- **Directions for this task**:
Below are some entries; state how many of their lines contain the word "checkups", with nothing else in the reply.

(Extracted material)

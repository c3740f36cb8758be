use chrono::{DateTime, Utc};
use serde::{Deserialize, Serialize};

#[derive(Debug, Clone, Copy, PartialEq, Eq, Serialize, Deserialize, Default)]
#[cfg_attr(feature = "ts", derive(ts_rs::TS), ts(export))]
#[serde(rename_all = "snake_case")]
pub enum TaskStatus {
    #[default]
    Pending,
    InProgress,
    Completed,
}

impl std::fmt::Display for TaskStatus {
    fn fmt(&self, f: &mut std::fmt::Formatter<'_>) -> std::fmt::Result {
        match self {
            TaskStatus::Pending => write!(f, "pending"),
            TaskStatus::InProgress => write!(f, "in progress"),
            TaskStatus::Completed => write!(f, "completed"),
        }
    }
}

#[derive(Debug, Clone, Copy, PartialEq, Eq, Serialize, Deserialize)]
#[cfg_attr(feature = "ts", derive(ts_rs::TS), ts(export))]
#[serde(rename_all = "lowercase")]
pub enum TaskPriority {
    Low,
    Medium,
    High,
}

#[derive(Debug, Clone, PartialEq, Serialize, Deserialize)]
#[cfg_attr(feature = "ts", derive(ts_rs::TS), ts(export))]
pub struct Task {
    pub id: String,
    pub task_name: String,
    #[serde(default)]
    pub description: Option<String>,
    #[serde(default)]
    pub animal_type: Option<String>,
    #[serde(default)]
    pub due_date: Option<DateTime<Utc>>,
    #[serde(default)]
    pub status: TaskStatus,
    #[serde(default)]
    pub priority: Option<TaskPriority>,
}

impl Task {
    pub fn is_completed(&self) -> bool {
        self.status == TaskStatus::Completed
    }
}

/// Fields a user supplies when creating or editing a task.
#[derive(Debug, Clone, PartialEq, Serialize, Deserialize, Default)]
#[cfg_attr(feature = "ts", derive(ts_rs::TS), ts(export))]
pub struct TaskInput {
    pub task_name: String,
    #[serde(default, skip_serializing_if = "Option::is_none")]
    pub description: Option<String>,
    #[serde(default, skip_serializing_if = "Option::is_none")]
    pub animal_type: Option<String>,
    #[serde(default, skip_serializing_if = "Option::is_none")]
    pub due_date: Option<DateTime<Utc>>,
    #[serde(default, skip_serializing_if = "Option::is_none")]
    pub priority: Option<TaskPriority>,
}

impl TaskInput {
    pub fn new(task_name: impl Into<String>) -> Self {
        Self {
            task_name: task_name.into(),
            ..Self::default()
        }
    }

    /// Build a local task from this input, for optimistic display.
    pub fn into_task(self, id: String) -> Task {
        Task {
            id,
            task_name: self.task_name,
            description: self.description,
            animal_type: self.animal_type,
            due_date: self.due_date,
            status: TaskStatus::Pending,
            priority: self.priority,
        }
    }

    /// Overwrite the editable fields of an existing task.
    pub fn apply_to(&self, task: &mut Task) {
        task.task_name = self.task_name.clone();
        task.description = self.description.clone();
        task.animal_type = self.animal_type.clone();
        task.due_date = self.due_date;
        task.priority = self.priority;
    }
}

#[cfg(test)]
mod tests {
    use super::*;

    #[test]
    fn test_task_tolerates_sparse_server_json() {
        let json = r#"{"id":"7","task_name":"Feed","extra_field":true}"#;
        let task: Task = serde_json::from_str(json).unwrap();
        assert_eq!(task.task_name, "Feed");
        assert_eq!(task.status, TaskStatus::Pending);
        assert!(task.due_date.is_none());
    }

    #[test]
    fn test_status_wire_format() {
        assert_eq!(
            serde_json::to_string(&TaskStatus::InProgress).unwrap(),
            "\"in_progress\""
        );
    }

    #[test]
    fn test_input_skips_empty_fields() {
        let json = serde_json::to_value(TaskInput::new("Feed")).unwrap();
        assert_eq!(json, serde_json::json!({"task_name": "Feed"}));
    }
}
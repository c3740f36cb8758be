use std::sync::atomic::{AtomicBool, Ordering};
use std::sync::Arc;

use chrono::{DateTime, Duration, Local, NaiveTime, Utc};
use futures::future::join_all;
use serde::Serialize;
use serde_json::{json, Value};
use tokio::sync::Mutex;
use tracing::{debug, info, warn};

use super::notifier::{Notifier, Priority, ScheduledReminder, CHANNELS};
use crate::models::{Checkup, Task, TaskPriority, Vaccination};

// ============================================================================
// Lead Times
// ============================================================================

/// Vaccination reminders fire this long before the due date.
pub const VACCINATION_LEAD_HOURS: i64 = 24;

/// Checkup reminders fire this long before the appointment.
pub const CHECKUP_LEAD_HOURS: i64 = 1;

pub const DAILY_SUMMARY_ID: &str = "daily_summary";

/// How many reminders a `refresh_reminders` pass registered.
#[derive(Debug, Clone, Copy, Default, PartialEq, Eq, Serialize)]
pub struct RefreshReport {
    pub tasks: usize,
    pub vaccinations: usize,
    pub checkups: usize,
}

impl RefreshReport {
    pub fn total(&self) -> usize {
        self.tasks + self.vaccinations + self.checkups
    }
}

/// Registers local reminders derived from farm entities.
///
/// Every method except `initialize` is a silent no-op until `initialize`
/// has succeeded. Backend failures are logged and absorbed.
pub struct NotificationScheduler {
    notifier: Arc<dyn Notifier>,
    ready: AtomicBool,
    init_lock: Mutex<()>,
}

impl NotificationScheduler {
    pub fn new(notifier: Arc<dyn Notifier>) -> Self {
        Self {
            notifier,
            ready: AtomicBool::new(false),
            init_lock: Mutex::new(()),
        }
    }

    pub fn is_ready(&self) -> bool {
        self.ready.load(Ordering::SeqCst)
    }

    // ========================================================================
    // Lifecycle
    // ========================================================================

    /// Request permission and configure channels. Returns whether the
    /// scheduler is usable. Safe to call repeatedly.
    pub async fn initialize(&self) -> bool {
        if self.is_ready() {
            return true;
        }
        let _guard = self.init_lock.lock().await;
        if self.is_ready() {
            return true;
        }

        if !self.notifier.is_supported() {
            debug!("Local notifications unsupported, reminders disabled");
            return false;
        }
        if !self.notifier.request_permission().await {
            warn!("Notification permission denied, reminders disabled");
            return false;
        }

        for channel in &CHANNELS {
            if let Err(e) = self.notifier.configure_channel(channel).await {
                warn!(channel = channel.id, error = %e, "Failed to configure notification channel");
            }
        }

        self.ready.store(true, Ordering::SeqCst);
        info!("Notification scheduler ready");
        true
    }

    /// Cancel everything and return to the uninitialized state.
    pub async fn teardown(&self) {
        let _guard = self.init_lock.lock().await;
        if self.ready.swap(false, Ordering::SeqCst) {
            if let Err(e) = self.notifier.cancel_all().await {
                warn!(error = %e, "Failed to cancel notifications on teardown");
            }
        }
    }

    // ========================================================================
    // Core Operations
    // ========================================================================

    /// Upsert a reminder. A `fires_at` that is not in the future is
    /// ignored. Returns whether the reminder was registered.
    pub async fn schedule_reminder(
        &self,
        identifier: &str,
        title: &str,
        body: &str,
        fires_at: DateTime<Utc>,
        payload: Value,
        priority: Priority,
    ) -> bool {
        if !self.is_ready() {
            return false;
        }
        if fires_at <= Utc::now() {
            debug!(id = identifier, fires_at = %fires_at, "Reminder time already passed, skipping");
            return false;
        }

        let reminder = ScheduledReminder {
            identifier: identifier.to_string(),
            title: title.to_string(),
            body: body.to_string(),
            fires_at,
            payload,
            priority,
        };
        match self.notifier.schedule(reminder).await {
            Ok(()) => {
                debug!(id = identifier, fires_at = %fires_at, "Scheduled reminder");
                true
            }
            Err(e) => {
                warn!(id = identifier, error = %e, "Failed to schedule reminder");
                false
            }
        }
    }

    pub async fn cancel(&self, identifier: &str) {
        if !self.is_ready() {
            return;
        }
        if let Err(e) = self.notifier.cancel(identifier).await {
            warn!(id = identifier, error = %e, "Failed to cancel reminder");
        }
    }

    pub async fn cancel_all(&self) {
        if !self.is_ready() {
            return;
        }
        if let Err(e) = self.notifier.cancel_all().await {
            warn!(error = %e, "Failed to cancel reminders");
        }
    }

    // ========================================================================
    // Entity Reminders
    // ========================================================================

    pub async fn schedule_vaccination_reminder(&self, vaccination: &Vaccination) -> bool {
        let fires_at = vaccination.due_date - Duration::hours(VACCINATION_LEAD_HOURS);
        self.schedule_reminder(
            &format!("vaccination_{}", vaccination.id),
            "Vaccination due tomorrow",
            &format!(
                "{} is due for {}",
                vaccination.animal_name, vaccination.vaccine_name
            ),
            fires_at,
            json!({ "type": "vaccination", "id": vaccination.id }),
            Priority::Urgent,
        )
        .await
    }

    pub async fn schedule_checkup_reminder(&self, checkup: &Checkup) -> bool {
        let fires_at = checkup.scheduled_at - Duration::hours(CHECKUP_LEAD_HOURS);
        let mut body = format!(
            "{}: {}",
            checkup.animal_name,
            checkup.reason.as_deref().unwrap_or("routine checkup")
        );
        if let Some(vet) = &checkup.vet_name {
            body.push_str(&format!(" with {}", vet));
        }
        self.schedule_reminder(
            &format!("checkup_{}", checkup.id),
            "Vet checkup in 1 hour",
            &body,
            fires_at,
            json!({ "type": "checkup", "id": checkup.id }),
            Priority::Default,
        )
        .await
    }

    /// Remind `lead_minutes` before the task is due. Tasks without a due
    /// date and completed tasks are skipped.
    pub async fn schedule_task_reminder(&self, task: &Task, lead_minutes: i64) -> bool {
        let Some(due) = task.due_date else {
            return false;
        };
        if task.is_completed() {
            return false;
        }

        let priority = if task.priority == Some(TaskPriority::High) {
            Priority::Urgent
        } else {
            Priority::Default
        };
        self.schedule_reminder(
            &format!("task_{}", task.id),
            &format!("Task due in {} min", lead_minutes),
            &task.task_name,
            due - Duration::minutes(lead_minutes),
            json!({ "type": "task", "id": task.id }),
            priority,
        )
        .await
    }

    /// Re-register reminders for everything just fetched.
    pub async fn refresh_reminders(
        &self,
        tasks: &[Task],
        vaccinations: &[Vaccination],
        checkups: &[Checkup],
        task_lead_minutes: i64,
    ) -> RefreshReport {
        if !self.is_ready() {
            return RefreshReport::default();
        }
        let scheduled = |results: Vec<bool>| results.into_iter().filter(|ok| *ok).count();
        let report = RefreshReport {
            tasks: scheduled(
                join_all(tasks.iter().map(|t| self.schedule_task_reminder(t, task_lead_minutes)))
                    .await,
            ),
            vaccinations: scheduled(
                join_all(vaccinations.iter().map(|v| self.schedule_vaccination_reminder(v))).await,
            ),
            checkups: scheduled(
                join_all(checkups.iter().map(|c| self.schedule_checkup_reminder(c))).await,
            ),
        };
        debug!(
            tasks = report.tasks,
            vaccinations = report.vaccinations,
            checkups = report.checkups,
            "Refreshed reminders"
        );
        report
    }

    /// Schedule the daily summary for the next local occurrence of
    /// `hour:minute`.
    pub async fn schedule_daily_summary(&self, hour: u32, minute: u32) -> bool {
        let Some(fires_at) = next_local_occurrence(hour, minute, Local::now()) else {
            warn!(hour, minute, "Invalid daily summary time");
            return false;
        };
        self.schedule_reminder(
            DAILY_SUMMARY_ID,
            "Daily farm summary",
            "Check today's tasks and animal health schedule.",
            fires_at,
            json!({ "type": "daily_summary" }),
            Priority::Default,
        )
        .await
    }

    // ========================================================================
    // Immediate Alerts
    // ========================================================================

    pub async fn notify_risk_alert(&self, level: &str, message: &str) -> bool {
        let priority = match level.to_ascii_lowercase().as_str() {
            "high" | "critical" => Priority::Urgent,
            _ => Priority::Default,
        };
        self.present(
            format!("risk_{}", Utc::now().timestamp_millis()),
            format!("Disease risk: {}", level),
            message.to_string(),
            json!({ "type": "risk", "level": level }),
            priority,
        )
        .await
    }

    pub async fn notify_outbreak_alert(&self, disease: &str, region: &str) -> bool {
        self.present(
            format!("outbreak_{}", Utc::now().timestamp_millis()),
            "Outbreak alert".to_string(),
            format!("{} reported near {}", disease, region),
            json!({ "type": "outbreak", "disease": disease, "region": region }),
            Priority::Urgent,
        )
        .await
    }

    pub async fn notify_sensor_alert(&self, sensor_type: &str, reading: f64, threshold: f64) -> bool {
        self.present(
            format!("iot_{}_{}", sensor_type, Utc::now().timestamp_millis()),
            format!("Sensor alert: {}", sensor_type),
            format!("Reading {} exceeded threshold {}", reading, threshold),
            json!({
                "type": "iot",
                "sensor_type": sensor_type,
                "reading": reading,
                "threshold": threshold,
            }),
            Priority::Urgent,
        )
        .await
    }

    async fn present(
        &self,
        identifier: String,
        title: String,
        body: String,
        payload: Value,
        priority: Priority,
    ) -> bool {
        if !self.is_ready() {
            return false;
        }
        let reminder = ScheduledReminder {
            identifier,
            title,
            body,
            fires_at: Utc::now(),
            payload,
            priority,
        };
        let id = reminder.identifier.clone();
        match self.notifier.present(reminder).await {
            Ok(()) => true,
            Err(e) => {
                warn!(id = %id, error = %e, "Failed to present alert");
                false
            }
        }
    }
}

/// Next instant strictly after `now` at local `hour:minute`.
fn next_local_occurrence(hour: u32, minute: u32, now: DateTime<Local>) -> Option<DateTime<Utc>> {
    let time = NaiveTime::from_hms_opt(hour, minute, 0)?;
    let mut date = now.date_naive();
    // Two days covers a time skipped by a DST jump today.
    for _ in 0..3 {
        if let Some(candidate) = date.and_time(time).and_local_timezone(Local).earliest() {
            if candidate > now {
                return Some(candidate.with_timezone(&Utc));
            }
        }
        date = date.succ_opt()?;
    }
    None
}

(End Extracted material)

- **Answer for this exercise**:
6